Wednesday, April 9, 2014

Revisiting the Magic Shoppe

You've got a problem, DM.  Your players are going to earn a lot of gold over the course of their dungeoneering careers (somewhere around 4 million gp).  Unless that money goes somewhere, the quest for treasure is going to lose its motivating force.  On the other hand, draining the coffers through taxes or training costs is fairly irritating.

The campaign should encourage the players to shape the world - provide reasons to build things, hire people, use that wealth to exert force against the setting.  But don't discount the idea of buying magic items, either.  The popular imagination jumps to Crazy Eddie's franchise of Ye Olde Magic Shoppes, one in every city, where "the prices are so low they're practically insaaaaane!"

Let's step back and look at what happens in the real world with rare, unique, and precious items.  They’re typically bought and sold at auctions.  There's a fun Call of Cthulhu adventure (The Auction House) that takes place at a Vienna locale where various occult and mythos artifacts come up for sale - including the Brazen Head.  Half of the fun of that particular adventure is the roleplaying opportunity introduced by meeting all the weird visitors to the auction and trying to appraise and research the provenance of the items before the auction begins.

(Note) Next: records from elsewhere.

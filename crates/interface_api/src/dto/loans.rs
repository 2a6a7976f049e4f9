//! Loan DTOs

use serde::Serialize;

use core_kernel::LoanId;
use domain_lending::{EmiInstallment, Loan, Payment};

#[derive(Debug, Serialize)]
pub struct ScheduleResponse {
    pub loan: Loan,
    pub installments: Vec<EmiInstallment>,
}

#[derive(Debug, Serialize)]
pub struct PaymentsResponse {
    pub loan_id: LoanId,
    pub payments: Vec<Payment>,
}
/// Durable outbox for notification jobs
#[async_trait]
pub trait NotificationQueue: DomainPort {
    async fn enqueue(&self, job: &NotificationJob) -> Result<(), PortError>;

    /// Queued jobs whose next attempt is due, oldest first
    async fn claim_due(&self, now: DateTime<Utc>, limit: u32) -> Result<Vec<QueuedNotification>, PortError>;

    async fn mark_delivered(&self, id: NotificationJobId) -> Result<(), PortError>;

    /// Records a failed attempt and schedules a retry or gives up
    async fn mark_failed(
        &self,
        id: NotificationJobId,
        error: &str,
        now: DateTime<Utc>,
    ) -> Result<DeliveryStatus, PortError>;
}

Apply some imagination and make the commercial side of it worth playing out at the table.  The campaign is already built upon interesting NPC's - perhaps the magic auction is something that happens a few times a year, invitation-only to characters of a certain reputation and wealth.  It's somewhere exotic and secret, attended by the agents of emperors and kings and wizards, and rivals of the adventurers, past and present.  Competition at the auction can easily spill over to the streets once the auction is done - the agents of the Warlord of Thar don't take it lying down when they've been outbid on that heirloom Atlantean sword coveted by his august presence, Thar of the Shining Horde.  Just learning about the auction house itself requires footwork and becomes its own adventure.  It sure sounds like a memorable way to let the players spend a few hundred thousand gold.

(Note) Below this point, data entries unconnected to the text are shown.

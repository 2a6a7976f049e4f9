//! Request status follows the loan
//!
//! Payments and sweeps commit their loan changes first and move the parent
//! request afterwards, as a separate system transition. A status chosen
//! from inside the committed transaction can be stale by the time it is
//! applied, so every pass here re-reads the loan and the request and applies
//! whichever action the loan's current state calls for. A pass that applied
//! something checks again, which makes the last writer's view win.

use std::sync::Arc;

use core_kernel::LoanId;

use crate::error::LendingError;
use crate::loan::{Loan, LoanStatus};
use crate::ports::RepaymentPort;
use crate::request::RequestStatus;
use crate::workflow::{ActionId, WorkflowEngine};

const MAX_PASSES: usize = 4;

/// The system action that brings `status` in line with the loan, if any
///
/// `RepaymentPort::loans_out_of_step` selects exactly the loans for which
/// this returns `Some`.
pub fn reconciling_action(loan: &Loan, status: RequestStatus) -> Option<ActionId> {
    match (loan.status, status) {
        (LoanStatus::Completed, RequestStatus::AmountDisbursed | RequestStatus::PaymentOverdue) => {
            Some(ActionId::CompleteLoan)
        }
        (LoanStatus::Active, RequestStatus::AmountDisbursed) if loan.overdue_installments > 0 => {
            Some(ActionId::MarkOverdue)
        }
        (LoanStatus::Active, RequestStatus::PaymentOverdue) if loan.overdue_installments == 0 => {
            Some(ActionId::ClearOverdue)
        }
        _ => None,
    }
}

/// Moves a loan's request until it agrees with the loan
#[derive(Clone)]
pub struct StatusSync {
    repayments: Arc<dyn RepaymentPort>,
    engine: Arc<WorkflowEngine>,
}

impl StatusSync {
    pub fn new(repayments: Arc<dyn RepaymentPort>, engine: Arc<WorkflowEngine>) -> Self {
        Self { repayments, engine }
    }

    /// Returns the actions applied, in order; empty when already in step
    pub async fn sync(&self, loan_id: LoanId) -> Result<Vec<ActionId>, LendingError> {
        let mut applied = Vec::new();

        for _ in 0..MAX_PASSES {
            let loan = self.repayments.get_loan(loan_id).await?;
            let request = self.engine.current_state(loan.request_id).await?;
            let Some(action) = reconciling_action(&loan, request.status) else {
                return Ok(applied);
            };

            match self.engine.apply_system(loan.request_id, action).await {
                Ok(outcome) => {
                    tracing::debug!(
                        loan_id = %loan_id,
                        request_id = %loan.request_id,
                        action = %action,
                        status = %outcome.new_status,
                        "Request status synced to loan"
                    );
                    applied.push(action);
                }
                // Someone else moved the request; re-read and decide again
                Err(LendingError::UnknownAction { .. } | LendingError::TransactionConflict(_)) => {
                    tracing::debug!(loan_id = %loan_id, action = %action, "Request moved concurrently");
                }
                Err(error) => return Err(error),
            }
        }

        Err(LendingError::TransactionConflict(format!(
            "Request status for loan {} did not settle",
            loan_id
        )))
    }

    /// Syncs and logs instead of failing; the sweeper repairs what is left
    pub async fn sync_logged(&self, loan_id: LoanId) -> bool {
        match self.sync(loan_id).await {
            Ok(applied) => !applied.is_empty(),
            Err(error) => {
                tracing::warn!(loan_id = %loan_id, error = %error, "Request status sync failed");
                false
            }
        }
    }
}

#[cfg(test)]
mod tests {
    use super::*;
    use crate::amortization::AmortizationCalculator;
    use chrono::{NaiveDate, Utc};
    use core_kernel::{Currency, LoanRequestId, Rate};
    use rust_decimal_macros::dec;

    fn loan(status: LoanStatus, overdue: u32) -> Loan {
        let schedule = AmortizationCalculator
            .schedule(
                dec!(45000),
                Rate::annual_percent(dec!(12)),
                12,
                NaiveDate::from_ymd_opt(2024, 2, 10).unwrap(),
            )
            .unwrap();
        let (mut loan, _) = Loan::originate(
            LoanRequestId::new(),
            Currency::INR,
            &schedule,
            NaiveDate::from_ymd_opt(2024, 1, 10).unwrap(),
            Utc::now(),
        );
        loan.status = status;
        loan.overdue_installments = overdue;
        loan
    }

    #[test]
    fn test_overdue_loan_marks_request() {
        let action = reconciling_action(&loan(LoanStatus::Active, 2), RequestStatus::AmountDisbursed);
        assert_eq!(action, Some(ActionId::MarkOverdue));
    }

    #[test]
    fn test_caught_up_loan_clears_request() {
        let action = reconciling_action(&loan(LoanStatus::Active, 0), RequestStatus::PaymentOverdue);
        assert_eq!(action, Some(ActionId::ClearOverdue));
    }

    #[test]
    fn test_completed_loan_completes_request_from_either_status() {
        for status in [RequestStatus::AmountDisbursed, RequestStatus::PaymentOverdue] {
            let action = reconciling_action(&loan(LoanStatus::Completed, 0), status);
            assert_eq!(action, Some(ActionId::CompleteLoan));
        }
    }

    #[test]
    fn test_agreeing_states_need_nothing() {
        assert_eq!(reconciling_action(&loan(LoanStatus::Active, 0), RequestStatus::AmountDisbursed), None);
        assert_eq!(reconciling_action(&loan(LoanStatus::Active, 1), RequestStatus::PaymentOverdue), None);
        assert_eq!(reconciling_action(&loan(LoanStatus::Completed, 0), RequestStatus::Completed), None);
        assert_eq!(reconciling_action(&loan(LoanStatus::Defaulted, 3), RequestStatus::Defaulted), None);
    }
}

Commissioning items is the same - make it quest driven and advance the development of the campaign world.  For Taenarum, the campaign in development now, I'm planning on having the 'Forge Followers of Hephaestus' as a remote sect of dwarves and priests whose holy mission is to craft imbued items in homage to the forge god.  Traveling to their volcanic shrine and commissioning a suit of golden plate armor is an end in itself.  Or perhaps the wizard Darius the Proud refuses to be outdone by his rivals in distant Araby, and can be motivated to craft those Boots of Speed because of a story that a desert wizard did it first.  The key is to put the onus on the players to do their own research, travel plans, and role playing to find creative reasons to spend their money on the items they want or need.  As referee, you just need to leave the door open - none of this "No one ever buys or sells magic items in MY campaigns…"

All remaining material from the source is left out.